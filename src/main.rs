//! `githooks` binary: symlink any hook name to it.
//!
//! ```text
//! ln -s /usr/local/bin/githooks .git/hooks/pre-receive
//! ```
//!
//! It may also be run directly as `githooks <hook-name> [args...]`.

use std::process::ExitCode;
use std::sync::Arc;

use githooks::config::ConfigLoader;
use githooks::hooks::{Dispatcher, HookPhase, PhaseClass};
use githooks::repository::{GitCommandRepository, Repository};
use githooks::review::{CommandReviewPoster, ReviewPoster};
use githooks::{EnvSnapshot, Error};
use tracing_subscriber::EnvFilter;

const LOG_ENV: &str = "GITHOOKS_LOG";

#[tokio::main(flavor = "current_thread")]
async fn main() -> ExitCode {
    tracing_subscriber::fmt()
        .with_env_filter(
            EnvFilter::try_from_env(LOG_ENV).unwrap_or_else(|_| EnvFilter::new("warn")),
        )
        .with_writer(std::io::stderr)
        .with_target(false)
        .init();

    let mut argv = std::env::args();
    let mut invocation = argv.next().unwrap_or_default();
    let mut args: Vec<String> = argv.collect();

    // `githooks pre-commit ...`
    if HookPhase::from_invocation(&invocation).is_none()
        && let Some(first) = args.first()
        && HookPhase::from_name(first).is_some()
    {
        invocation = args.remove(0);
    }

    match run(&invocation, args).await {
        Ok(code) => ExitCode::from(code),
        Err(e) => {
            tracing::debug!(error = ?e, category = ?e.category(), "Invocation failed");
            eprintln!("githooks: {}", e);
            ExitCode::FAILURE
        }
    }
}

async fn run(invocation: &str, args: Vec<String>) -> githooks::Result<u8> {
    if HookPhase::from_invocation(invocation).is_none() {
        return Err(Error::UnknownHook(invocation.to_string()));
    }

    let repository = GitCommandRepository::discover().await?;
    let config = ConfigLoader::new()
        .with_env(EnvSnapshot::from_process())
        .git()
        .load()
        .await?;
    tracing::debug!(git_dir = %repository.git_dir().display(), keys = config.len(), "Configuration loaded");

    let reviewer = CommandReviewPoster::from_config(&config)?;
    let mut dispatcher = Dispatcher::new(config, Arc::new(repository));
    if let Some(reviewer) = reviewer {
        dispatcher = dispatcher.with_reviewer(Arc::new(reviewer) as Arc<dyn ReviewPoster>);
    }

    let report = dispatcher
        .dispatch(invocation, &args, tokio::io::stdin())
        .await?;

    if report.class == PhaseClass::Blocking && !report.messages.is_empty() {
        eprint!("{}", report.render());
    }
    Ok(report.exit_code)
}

_Exercise description_
Look through the entries above. Copy out every line holding the word "argv".

_Answer for this exercise_
    let mut argv = std::env::args();
    let mut invocation = argv.next().unwrap_or_default();
    let mut args: Vec<String> = argv.collect();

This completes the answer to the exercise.